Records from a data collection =
○ ○ ○ ○ ○

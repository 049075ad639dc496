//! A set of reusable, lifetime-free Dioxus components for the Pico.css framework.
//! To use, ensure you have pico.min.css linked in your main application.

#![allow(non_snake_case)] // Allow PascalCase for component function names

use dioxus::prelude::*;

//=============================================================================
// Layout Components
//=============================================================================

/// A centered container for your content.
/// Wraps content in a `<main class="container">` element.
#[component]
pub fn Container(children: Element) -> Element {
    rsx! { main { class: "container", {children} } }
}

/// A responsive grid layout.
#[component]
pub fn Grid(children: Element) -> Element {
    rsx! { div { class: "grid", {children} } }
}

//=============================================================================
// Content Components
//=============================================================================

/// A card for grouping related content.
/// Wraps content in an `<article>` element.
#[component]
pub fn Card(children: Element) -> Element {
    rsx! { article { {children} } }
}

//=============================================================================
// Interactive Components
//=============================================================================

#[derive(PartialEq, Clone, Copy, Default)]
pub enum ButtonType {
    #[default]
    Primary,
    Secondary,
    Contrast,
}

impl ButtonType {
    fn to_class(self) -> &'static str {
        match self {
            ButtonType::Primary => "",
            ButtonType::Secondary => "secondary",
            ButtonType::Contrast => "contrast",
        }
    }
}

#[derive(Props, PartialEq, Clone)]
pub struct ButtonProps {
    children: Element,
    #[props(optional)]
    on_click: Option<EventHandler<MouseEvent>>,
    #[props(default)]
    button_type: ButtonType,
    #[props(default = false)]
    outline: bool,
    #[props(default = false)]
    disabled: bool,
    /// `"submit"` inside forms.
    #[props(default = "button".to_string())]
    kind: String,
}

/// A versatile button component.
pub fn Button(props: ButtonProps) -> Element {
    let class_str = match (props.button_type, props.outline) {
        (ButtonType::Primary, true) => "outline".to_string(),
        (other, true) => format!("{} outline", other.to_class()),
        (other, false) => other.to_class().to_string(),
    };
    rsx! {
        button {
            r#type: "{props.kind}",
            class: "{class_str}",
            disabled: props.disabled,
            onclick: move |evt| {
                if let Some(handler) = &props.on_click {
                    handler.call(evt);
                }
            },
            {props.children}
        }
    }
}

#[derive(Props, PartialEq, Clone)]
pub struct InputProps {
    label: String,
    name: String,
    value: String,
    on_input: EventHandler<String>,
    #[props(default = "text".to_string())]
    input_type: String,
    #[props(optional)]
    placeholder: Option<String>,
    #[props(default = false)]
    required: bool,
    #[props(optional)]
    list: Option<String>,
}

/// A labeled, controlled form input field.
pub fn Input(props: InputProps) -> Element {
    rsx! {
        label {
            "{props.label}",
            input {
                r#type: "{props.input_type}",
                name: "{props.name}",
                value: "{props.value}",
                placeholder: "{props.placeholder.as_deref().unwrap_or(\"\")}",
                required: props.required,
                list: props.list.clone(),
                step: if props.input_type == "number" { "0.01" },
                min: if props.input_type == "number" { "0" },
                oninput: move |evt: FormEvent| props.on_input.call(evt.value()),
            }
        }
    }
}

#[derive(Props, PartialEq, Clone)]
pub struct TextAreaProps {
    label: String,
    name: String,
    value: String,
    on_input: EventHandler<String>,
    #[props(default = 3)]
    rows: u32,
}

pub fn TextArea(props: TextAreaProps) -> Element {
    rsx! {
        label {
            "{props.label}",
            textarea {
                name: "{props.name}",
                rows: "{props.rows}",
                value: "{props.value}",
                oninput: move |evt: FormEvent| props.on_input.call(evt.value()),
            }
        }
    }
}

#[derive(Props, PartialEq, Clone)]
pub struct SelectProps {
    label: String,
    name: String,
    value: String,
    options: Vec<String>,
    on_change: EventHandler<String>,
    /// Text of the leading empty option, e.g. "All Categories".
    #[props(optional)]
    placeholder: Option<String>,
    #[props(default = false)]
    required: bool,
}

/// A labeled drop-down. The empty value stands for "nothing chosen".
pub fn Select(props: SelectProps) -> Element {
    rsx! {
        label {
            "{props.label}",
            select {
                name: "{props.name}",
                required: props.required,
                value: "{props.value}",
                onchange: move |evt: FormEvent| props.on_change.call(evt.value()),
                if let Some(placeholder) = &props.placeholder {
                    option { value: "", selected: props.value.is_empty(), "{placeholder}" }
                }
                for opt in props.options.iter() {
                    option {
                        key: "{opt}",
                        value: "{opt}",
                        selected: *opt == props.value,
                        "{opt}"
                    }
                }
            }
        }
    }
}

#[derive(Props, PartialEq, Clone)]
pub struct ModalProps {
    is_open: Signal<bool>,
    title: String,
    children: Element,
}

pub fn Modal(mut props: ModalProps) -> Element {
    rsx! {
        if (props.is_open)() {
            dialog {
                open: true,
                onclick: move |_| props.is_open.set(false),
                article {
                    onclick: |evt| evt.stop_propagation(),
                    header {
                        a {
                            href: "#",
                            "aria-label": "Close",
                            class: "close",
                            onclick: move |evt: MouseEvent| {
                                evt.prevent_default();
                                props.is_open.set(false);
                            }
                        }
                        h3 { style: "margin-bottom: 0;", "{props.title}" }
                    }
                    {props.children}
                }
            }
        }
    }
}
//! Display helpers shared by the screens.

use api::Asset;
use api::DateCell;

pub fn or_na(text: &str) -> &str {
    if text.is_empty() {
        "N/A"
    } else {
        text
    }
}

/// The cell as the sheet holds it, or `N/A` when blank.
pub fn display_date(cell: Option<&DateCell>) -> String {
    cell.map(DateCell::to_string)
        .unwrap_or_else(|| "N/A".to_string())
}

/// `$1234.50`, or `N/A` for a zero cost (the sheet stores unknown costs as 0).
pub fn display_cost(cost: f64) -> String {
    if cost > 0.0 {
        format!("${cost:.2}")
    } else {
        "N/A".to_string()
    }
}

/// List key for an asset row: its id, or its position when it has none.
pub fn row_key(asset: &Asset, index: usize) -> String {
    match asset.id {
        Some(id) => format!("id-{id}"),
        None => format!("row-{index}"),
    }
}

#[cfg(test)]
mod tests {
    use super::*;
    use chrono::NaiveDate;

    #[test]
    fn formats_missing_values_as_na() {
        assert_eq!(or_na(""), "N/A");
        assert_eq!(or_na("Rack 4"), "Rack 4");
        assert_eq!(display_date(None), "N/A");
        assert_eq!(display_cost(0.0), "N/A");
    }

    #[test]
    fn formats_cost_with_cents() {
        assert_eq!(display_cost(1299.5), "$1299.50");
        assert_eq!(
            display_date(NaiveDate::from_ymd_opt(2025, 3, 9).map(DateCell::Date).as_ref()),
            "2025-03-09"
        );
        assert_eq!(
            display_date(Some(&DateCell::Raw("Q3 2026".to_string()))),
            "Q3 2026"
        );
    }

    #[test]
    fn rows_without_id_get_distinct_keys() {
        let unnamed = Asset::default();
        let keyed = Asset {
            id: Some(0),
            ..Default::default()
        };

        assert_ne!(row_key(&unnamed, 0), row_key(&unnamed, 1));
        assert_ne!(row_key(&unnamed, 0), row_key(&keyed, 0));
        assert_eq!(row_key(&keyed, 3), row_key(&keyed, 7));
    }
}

○ ○ ○ ○ ○

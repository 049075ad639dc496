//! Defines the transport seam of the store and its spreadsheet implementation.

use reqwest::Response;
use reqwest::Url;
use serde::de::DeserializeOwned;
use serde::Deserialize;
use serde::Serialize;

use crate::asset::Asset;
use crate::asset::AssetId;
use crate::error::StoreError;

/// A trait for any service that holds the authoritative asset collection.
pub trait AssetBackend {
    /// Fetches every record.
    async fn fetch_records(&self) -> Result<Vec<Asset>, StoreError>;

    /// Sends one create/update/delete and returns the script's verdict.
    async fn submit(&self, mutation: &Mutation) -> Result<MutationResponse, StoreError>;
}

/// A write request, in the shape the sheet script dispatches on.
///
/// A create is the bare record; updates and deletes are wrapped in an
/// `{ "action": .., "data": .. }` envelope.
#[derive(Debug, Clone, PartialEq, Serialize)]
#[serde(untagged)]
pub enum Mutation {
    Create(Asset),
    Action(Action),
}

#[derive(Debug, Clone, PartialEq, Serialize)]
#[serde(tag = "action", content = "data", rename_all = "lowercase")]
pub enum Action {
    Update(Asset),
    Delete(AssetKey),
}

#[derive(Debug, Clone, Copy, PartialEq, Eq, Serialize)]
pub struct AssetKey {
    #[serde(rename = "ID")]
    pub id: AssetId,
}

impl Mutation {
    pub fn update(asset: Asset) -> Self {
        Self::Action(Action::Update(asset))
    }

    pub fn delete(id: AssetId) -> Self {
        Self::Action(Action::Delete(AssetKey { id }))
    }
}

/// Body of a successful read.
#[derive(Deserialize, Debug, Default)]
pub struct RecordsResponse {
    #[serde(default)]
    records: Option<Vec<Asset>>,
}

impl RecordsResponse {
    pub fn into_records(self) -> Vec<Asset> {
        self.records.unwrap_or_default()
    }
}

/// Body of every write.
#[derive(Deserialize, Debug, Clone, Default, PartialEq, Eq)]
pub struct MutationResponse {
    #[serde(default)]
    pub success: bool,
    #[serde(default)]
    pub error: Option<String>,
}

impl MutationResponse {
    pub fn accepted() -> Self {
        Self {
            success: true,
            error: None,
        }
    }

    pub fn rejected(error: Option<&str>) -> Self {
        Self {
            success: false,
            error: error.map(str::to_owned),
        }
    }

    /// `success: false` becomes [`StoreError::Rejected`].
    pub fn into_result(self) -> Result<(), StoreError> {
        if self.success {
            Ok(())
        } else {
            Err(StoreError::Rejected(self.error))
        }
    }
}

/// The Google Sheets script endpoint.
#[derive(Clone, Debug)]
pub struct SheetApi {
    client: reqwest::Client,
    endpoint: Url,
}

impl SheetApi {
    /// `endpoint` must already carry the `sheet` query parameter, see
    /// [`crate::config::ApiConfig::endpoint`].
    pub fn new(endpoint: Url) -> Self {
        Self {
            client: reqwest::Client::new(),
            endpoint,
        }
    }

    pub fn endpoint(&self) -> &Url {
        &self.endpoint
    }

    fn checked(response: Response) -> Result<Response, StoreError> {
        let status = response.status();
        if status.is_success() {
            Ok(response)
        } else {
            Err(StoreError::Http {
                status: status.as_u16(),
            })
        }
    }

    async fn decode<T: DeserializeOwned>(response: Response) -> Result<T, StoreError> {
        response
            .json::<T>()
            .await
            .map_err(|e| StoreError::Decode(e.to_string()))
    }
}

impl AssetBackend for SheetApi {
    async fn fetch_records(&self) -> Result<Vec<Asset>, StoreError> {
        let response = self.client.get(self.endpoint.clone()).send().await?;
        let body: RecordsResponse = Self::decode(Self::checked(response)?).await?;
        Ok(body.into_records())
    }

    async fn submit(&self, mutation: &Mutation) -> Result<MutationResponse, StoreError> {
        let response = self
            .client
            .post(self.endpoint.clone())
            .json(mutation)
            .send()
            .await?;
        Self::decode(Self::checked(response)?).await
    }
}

○ ○ ○ ○ ○

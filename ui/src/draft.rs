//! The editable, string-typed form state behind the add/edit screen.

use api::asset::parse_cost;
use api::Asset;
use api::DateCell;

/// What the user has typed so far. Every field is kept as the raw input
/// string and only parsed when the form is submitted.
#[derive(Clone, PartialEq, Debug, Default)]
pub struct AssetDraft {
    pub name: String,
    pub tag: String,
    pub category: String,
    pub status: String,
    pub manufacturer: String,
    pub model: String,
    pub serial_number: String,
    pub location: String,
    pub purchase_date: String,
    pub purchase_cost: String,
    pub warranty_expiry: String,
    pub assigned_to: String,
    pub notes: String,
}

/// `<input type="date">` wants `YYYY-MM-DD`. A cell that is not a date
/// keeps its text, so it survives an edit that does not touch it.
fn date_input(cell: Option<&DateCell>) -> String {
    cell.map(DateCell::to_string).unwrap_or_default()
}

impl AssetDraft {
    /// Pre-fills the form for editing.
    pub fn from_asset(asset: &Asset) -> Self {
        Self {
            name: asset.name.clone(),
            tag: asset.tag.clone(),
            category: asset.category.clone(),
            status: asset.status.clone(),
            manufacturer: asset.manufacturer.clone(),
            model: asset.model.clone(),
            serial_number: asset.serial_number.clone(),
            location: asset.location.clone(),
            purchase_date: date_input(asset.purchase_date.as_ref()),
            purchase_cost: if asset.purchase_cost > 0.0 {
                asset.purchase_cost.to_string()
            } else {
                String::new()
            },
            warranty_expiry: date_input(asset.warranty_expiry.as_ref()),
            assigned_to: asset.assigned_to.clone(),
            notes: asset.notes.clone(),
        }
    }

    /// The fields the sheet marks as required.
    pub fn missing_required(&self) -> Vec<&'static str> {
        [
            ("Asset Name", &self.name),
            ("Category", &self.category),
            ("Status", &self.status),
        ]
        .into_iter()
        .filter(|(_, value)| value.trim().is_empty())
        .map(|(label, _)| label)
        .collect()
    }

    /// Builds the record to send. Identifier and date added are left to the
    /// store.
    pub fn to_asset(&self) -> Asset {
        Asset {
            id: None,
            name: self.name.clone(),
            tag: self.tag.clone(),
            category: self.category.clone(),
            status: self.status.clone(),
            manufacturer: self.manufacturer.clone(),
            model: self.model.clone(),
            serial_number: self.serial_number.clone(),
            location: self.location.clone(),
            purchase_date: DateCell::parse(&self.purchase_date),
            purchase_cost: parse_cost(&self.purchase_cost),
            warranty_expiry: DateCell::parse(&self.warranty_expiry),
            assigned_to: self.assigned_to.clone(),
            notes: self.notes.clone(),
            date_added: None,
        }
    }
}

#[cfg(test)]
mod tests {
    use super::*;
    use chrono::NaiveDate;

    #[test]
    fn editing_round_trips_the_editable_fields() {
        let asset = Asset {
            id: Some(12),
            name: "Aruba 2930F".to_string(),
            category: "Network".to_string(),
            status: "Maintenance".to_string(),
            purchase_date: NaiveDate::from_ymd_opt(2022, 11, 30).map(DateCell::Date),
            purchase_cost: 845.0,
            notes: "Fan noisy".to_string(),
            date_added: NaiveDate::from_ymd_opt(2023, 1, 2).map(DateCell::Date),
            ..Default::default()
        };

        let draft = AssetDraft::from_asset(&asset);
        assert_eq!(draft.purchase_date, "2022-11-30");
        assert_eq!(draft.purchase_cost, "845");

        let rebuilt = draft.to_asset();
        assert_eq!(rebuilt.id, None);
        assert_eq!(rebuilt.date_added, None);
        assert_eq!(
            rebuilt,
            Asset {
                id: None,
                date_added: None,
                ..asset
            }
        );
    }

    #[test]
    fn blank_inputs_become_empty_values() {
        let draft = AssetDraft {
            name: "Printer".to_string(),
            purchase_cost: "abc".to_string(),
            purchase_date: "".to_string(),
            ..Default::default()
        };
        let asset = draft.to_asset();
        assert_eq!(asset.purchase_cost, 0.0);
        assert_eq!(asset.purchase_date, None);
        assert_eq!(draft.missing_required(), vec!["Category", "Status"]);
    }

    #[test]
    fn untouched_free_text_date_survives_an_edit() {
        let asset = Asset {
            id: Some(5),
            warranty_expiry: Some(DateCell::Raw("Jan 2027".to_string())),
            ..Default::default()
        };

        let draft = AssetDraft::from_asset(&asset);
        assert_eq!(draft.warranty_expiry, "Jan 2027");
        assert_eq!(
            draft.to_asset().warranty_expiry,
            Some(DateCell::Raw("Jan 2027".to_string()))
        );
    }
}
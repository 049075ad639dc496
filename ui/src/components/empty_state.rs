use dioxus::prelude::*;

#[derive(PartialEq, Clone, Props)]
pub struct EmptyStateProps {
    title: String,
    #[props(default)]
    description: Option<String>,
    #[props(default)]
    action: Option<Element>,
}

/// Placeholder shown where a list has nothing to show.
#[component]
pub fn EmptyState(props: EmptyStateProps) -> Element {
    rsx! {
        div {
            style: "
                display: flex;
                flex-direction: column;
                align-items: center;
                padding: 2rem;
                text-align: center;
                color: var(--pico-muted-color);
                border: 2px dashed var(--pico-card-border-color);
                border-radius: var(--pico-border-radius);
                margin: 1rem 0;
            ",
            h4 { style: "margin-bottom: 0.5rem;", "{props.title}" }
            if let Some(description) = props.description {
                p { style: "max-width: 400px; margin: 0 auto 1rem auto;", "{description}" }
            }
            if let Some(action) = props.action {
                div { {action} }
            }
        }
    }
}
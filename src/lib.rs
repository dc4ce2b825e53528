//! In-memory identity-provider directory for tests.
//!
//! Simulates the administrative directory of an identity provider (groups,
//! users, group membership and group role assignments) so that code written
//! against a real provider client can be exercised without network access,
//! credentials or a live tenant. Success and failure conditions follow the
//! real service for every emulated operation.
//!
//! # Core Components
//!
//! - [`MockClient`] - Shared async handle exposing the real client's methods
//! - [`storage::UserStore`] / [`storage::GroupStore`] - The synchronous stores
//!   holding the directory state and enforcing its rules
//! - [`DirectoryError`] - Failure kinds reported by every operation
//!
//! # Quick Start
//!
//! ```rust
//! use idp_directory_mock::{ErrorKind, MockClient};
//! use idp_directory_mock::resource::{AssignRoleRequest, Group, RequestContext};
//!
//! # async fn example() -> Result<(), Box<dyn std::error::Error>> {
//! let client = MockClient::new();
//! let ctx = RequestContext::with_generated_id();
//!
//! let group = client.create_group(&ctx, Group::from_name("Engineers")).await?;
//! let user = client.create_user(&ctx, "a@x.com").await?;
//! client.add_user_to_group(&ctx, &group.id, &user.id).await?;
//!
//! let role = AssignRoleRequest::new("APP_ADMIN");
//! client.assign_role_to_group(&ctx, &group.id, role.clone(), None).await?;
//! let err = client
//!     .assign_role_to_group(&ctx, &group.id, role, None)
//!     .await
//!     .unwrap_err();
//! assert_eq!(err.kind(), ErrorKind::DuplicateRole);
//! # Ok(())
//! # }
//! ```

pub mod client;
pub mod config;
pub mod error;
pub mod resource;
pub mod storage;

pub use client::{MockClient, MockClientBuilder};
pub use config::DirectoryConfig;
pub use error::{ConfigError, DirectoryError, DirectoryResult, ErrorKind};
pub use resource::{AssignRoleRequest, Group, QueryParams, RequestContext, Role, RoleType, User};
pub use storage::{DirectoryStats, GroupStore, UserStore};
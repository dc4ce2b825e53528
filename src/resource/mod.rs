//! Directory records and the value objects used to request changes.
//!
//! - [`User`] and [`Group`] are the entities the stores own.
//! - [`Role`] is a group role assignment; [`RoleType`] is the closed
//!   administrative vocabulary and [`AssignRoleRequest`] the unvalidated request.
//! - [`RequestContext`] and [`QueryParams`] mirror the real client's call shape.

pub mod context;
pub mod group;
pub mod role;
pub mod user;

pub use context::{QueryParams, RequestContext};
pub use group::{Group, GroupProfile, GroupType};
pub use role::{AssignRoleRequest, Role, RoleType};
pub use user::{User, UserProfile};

○ ○ ○ ○ ○

ASSIGNED TASK = Search the data above for the string "Contrast" and report each line that holds it.

SOLUTION TO THE EXERCISE =
    Contrast,
            ButtonType::Contrast => "contrast",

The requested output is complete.